# Work instructions:
Start at the line below containing "filename src/models/location.rs" and stop at the line containing "pub struct Coordinate". Repeat every line of that stretch exactly, and nothing outside it.

# Excerpted data:

- - -

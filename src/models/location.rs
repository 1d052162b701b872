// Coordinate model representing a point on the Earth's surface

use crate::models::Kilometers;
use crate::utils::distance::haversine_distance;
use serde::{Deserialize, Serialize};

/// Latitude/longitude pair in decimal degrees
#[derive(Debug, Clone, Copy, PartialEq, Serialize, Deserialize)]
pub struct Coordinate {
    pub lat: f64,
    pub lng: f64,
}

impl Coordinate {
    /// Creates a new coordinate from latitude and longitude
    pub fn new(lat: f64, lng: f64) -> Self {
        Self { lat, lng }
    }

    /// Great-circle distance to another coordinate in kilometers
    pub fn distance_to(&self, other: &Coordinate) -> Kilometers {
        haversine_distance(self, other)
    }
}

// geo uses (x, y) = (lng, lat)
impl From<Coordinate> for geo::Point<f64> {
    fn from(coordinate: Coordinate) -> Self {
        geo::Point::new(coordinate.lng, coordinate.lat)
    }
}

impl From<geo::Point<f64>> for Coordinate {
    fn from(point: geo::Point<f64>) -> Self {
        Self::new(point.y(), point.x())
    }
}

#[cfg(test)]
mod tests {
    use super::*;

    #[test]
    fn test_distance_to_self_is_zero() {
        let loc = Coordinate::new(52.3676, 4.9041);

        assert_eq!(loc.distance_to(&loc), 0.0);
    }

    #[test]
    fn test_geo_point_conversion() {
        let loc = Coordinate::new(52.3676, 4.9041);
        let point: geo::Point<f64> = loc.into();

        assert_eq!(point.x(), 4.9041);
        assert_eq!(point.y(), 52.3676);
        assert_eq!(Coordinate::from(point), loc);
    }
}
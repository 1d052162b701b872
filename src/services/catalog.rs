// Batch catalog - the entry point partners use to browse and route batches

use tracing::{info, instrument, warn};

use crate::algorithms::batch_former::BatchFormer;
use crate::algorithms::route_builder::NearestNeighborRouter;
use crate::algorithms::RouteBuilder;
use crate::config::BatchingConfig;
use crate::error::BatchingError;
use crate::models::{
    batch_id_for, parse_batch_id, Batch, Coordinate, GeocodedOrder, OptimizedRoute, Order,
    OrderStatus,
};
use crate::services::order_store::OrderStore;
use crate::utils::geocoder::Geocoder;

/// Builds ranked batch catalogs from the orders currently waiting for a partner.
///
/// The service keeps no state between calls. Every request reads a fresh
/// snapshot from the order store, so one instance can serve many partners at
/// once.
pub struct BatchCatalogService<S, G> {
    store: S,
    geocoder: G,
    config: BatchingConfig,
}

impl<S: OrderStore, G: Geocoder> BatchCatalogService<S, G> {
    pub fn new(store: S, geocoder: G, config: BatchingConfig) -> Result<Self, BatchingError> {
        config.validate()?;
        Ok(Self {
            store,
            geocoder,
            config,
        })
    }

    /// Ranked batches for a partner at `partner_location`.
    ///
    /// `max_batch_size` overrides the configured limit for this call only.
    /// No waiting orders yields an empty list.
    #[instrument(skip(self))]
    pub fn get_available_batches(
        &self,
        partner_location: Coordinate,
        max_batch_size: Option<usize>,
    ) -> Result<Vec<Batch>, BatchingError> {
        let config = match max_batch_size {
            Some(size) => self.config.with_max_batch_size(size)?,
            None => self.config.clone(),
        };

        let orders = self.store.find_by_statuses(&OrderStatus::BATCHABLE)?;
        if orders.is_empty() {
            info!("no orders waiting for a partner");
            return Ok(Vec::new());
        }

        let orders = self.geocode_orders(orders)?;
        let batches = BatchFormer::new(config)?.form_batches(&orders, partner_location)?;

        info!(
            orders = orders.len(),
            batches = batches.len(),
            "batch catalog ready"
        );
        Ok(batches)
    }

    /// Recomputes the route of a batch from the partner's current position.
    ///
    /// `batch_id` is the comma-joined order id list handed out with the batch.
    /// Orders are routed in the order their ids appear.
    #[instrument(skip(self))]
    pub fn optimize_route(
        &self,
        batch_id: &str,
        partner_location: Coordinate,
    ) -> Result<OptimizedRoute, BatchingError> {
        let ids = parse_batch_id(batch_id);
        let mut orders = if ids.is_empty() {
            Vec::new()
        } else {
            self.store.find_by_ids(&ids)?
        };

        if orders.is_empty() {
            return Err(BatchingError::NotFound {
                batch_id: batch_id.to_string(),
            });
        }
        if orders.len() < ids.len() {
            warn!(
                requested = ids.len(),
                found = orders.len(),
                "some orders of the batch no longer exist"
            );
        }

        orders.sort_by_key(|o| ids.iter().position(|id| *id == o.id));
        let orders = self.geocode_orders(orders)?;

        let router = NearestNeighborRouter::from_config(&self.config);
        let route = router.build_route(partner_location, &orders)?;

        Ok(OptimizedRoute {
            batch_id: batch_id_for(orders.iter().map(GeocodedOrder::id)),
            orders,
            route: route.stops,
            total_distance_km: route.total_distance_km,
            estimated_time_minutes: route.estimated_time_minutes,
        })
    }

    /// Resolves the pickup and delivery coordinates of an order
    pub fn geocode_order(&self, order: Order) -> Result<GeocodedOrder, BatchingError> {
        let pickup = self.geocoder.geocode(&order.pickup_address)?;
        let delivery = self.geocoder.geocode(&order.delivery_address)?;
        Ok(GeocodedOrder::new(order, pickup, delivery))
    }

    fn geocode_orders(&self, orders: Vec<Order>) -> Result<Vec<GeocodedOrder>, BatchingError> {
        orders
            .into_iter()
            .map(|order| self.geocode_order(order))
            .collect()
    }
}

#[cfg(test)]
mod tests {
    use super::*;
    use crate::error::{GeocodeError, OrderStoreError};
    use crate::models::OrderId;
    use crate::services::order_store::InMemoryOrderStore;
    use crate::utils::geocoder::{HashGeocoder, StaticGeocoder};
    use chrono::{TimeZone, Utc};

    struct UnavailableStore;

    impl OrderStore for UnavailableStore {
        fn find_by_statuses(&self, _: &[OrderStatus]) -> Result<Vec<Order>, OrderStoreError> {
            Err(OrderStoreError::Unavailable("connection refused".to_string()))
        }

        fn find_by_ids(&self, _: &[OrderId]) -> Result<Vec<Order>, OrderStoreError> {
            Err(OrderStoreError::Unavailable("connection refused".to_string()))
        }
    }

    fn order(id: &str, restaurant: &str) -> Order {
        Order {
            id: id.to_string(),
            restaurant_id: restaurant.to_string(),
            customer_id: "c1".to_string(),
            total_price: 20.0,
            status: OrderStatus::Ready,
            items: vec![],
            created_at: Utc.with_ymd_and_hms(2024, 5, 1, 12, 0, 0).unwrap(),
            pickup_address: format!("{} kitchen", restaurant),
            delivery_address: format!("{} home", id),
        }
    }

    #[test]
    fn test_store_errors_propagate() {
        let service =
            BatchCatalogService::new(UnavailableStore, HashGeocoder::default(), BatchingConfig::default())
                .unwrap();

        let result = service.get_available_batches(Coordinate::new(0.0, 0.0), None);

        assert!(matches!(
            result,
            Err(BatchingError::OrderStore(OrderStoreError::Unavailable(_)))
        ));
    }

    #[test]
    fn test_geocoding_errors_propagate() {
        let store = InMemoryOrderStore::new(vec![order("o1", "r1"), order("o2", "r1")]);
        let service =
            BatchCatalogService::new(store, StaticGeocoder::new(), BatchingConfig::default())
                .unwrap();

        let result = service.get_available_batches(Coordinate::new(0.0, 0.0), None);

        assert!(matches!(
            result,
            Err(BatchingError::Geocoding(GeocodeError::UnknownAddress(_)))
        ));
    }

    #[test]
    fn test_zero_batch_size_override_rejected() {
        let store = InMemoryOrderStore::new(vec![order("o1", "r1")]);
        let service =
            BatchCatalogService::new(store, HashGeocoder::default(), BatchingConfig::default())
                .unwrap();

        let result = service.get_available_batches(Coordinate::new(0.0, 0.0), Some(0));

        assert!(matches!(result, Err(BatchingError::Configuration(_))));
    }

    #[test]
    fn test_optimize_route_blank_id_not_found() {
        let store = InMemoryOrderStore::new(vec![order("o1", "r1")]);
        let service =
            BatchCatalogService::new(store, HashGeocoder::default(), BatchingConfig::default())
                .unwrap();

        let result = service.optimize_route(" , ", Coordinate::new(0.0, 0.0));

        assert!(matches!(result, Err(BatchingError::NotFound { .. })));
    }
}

- - -

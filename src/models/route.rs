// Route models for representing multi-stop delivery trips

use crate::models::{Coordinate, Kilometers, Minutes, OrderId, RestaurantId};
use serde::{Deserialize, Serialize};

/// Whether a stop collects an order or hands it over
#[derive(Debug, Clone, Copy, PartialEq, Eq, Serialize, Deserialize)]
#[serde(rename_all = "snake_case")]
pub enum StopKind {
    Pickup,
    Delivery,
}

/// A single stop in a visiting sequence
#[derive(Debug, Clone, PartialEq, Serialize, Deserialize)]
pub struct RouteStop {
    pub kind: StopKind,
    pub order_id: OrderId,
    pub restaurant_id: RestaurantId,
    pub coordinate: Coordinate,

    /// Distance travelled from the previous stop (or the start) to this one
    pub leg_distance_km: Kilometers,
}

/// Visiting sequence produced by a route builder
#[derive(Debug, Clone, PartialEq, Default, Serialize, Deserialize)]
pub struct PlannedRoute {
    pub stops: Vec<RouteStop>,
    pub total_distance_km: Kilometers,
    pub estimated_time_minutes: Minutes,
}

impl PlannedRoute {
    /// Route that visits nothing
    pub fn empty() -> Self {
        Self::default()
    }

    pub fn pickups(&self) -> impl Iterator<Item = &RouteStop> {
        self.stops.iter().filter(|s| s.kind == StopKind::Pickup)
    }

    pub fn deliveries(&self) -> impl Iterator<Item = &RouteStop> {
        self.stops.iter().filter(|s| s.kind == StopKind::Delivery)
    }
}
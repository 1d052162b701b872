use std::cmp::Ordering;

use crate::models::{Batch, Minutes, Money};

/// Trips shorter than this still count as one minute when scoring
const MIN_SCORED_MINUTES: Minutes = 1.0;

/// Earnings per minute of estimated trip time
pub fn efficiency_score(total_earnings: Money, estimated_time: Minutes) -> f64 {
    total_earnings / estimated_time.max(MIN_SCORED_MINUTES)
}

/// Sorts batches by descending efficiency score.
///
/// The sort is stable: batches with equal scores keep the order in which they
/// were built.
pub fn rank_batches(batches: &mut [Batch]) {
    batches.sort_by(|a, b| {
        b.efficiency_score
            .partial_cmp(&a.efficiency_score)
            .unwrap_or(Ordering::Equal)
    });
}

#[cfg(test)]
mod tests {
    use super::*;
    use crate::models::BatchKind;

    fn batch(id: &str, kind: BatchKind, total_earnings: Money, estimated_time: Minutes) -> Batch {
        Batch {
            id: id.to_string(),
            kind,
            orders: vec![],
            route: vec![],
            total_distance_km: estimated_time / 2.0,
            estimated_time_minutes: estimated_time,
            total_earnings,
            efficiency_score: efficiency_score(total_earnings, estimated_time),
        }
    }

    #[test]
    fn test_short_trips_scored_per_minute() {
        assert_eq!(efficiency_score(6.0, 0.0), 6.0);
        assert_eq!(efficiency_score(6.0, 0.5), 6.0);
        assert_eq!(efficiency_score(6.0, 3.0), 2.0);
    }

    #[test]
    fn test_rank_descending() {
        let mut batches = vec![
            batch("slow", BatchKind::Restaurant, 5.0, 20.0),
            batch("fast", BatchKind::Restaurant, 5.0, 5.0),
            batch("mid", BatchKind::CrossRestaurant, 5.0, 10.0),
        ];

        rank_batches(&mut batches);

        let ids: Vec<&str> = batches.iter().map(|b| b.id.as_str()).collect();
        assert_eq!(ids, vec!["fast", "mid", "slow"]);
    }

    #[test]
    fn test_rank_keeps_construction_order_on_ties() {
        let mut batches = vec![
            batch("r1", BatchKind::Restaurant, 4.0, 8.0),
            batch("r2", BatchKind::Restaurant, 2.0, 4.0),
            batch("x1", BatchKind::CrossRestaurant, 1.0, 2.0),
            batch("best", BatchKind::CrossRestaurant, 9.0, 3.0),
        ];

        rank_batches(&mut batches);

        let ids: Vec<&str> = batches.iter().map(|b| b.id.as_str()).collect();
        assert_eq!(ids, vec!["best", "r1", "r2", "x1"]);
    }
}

- - -

# Exercise output:
filename src/models/location.rs
repository 1d052162b701b872
// Coordinate model representing a point on the Earth's surface

use crate::models::Kilometers;
use crate::utils::distance::haversine_distance;
use serde::{Deserialize, Serialize};

/// Latitude/longitude pair in decimal degrees
#[derive(Debug, Clone, Copy, PartialEq, Serialize, Deserialize)]
pub struct Coordinate {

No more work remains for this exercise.